Reproduce the entries from their first line up to and including the line with "rust driver implementation". Leave out everything after it.
################
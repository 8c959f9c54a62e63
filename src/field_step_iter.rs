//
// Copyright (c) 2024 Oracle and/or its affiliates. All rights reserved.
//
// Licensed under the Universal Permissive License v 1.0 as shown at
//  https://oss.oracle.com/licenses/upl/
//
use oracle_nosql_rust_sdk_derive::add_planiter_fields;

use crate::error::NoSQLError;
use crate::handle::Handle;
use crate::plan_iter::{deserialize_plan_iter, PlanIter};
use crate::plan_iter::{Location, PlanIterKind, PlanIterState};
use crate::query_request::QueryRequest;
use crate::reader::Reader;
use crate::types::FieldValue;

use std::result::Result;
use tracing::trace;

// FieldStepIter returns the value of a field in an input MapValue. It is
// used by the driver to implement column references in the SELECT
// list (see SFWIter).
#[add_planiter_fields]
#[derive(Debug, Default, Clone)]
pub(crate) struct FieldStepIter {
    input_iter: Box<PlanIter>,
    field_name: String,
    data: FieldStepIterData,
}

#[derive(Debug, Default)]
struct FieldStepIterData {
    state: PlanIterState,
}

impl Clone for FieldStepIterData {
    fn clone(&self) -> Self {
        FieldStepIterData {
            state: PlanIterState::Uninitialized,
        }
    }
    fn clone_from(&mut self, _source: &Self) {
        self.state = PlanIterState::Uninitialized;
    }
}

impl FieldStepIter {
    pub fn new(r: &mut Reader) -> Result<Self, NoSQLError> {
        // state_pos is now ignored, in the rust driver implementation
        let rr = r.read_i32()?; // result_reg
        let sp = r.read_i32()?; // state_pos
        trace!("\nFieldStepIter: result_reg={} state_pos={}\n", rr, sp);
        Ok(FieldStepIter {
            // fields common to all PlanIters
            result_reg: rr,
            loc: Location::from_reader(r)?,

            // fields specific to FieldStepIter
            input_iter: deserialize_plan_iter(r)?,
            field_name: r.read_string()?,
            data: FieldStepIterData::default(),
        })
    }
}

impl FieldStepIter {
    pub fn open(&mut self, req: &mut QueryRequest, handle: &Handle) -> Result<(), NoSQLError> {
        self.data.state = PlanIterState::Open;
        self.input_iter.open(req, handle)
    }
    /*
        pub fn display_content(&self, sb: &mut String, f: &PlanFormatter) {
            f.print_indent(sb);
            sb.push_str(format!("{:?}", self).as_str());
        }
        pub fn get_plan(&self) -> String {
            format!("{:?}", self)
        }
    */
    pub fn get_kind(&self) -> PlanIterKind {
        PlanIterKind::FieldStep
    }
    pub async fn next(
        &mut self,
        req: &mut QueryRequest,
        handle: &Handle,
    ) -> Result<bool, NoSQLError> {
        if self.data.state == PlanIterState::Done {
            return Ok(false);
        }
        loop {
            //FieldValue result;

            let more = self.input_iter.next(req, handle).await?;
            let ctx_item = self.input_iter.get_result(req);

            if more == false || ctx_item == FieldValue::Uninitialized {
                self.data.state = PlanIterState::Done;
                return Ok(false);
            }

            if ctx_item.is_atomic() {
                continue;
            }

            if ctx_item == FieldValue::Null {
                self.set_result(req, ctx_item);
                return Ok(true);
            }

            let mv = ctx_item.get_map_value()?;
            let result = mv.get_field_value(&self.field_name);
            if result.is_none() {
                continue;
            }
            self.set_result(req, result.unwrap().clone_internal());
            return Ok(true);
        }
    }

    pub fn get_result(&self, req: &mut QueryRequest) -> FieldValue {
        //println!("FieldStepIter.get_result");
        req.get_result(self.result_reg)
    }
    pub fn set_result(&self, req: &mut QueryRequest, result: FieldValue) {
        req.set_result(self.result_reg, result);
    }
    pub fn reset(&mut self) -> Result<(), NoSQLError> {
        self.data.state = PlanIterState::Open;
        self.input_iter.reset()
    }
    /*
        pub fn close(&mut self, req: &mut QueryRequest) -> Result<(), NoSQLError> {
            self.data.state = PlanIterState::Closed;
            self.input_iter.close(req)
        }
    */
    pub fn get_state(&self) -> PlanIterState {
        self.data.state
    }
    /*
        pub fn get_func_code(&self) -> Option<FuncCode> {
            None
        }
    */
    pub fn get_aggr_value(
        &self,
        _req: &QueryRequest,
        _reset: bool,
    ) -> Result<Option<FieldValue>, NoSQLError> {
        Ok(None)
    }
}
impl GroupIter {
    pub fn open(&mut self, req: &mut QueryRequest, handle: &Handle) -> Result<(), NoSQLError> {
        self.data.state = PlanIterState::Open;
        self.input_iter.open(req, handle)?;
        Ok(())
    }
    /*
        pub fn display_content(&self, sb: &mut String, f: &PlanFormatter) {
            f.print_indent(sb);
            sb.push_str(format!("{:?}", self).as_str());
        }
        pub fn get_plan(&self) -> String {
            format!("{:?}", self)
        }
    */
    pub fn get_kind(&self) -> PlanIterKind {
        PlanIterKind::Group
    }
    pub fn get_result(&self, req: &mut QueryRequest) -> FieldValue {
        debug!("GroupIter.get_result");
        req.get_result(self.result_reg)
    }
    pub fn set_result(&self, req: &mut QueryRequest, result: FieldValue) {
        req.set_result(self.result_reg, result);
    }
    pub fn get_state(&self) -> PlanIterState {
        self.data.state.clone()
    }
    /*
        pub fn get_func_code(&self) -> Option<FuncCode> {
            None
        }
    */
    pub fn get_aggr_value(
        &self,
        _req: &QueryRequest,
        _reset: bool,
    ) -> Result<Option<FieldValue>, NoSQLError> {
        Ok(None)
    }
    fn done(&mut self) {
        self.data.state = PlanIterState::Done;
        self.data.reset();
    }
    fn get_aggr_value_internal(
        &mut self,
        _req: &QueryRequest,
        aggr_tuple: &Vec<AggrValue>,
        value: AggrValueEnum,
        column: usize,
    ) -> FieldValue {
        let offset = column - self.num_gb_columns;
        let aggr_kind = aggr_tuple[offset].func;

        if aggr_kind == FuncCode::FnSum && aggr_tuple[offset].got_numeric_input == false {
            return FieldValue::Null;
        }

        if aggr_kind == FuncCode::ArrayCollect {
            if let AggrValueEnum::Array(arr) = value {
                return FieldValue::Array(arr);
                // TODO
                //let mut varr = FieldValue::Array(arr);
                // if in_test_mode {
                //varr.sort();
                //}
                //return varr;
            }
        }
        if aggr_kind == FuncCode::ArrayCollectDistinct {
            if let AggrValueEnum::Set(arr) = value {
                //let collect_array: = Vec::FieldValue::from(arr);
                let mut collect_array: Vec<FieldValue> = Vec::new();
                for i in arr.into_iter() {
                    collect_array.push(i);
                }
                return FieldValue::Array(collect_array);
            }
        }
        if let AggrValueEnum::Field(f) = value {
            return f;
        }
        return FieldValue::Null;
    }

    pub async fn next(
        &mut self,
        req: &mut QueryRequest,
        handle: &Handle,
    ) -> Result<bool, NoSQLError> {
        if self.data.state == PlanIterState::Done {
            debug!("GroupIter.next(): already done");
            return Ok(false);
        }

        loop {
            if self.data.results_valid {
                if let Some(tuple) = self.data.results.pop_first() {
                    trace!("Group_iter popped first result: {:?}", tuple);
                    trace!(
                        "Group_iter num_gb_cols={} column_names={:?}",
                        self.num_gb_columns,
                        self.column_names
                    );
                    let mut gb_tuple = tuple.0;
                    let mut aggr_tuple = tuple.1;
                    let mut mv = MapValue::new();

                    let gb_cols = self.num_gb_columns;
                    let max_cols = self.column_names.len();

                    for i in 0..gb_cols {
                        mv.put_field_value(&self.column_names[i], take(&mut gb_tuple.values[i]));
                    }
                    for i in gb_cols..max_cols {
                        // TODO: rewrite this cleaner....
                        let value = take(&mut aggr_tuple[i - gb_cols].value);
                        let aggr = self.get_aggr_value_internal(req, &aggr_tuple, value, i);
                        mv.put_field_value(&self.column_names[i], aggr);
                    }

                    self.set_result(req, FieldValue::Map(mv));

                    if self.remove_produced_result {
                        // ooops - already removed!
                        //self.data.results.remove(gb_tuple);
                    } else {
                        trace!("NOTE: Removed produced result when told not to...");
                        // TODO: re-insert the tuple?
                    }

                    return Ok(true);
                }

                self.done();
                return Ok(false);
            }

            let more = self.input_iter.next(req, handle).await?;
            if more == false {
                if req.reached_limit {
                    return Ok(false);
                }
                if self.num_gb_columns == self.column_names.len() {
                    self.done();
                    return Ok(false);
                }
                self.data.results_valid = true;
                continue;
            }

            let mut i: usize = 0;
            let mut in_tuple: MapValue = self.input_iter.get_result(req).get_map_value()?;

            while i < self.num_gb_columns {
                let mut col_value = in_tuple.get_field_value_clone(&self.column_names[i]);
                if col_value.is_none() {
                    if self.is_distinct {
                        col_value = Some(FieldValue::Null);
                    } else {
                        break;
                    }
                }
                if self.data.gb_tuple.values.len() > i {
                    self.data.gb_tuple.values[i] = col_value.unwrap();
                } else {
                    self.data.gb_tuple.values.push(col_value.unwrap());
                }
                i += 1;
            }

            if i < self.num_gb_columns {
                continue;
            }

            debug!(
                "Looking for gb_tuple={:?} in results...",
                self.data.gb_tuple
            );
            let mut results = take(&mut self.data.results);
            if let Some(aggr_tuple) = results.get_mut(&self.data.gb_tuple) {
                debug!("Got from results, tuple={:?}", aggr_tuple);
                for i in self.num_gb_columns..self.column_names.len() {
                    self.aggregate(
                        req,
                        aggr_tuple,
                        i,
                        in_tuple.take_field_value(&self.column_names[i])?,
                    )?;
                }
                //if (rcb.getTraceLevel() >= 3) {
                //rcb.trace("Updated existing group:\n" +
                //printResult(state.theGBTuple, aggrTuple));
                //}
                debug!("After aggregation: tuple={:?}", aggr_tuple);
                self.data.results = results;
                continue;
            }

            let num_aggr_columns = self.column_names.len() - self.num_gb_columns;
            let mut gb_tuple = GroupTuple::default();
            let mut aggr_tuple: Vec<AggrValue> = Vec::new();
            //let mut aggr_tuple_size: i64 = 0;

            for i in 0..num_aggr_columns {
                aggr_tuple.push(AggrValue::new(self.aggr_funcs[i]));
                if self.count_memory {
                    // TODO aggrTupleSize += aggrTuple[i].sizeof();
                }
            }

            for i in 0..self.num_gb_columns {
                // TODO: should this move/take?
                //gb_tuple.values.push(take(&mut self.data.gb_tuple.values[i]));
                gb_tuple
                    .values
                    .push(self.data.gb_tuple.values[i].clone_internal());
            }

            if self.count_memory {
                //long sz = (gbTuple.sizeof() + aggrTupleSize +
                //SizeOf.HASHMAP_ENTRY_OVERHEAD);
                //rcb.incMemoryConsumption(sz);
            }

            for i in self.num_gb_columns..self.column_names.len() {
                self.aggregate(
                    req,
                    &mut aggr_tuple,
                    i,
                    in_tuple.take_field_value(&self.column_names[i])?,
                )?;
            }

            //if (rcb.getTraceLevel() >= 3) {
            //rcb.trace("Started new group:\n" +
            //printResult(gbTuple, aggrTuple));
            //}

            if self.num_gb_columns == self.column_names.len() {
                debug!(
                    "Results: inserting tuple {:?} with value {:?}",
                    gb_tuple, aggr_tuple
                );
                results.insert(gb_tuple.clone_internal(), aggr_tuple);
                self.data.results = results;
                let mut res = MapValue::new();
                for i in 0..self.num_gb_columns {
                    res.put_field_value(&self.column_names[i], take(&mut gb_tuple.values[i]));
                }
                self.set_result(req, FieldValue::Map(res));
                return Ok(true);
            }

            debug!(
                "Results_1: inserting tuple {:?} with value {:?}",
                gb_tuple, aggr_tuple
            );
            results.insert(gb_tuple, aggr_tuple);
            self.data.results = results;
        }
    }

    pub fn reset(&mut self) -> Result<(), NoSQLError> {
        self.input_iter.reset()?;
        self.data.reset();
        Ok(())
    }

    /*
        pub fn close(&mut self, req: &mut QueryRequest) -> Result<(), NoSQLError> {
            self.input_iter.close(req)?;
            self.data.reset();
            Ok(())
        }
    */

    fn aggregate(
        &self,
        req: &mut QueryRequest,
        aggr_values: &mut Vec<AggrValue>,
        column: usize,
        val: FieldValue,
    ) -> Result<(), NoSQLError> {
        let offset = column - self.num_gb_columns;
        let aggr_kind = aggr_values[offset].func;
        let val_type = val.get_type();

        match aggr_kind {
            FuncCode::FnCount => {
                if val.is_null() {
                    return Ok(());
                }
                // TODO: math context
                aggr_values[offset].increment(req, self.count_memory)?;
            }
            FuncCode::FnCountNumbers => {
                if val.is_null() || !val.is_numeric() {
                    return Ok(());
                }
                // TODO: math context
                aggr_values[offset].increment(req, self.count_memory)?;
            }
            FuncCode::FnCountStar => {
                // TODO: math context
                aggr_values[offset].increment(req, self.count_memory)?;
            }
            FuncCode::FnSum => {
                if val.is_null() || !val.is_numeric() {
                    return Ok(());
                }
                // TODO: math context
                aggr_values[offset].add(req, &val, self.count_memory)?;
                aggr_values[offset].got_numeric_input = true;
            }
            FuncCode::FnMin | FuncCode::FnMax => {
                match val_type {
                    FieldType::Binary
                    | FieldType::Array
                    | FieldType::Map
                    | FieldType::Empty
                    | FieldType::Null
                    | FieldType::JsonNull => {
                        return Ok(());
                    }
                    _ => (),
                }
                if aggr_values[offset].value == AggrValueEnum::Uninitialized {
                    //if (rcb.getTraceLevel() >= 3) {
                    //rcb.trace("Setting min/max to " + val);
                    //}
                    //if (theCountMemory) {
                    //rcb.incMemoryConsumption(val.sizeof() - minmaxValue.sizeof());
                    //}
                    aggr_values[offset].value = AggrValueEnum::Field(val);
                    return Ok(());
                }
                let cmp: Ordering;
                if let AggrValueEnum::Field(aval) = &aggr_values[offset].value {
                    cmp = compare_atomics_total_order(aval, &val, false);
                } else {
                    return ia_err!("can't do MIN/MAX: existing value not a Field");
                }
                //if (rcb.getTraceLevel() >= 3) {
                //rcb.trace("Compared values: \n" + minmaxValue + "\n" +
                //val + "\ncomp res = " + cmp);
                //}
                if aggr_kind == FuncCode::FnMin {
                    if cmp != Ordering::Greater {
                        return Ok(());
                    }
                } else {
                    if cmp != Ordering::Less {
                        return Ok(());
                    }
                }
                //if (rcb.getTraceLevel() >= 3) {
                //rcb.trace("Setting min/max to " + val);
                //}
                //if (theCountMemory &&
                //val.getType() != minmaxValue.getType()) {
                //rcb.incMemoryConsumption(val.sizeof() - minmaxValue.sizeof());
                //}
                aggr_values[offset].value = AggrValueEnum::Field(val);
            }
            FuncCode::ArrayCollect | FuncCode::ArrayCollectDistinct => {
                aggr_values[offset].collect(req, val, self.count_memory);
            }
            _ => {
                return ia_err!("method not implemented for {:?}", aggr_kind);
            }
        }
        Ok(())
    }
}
################
TASK RESULT =
repository 8c959f9c54a62e63
filename src/field_step_iter.rs
//
// Copyright (c) 2024 Oracle and/or its affiliates. All rights reserved.
//
// Licensed under the Universal Permissive License v 1.0 as shown at
//  https://oss.oracle.com/licenses/upl/
//
use oracle_nosql_rust_sdk_derive::add_planiter_fields;

use crate::error::NoSQLError;
use crate::handle::Handle;
use crate::plan_iter::{deserialize_plan_iter, PlanIter};
use crate::plan_iter::{Location, PlanIterKind, PlanIterState};
use crate::query_request::QueryRequest;
use crate::reader::Reader;
use crate::types::FieldValue;

use std::result::Result;
use tracing::trace;

// FieldStepIter returns the value of a field in an input MapValue. It is
// used by the driver to implement column references in the SELECT
// list (see SFWIter).
#[add_planiter_fields]
#[derive(Debug, Default, Clone)]
pub(crate) struct FieldStepIter {
    input_iter: Box<PlanIter>,
    field_name: String,
    data: FieldStepIterData,
}

#[derive(Debug, Default)]
struct FieldStepIterData {
    state: PlanIterState,
}

impl Clone for FieldStepIterData {
    fn clone(&self) -> Self {
        FieldStepIterData {
            state: PlanIterState::Uninitialized,
        }
    }
    fn clone_from(&mut self, _source: &Self) {
        self.state = PlanIterState::Uninitialized;
    }
}

impl FieldStepIter {
    pub fn new(r: &mut Reader) -> Result<Self, NoSQLError> {
        // state_pos is now ignored, in the rust driver implementation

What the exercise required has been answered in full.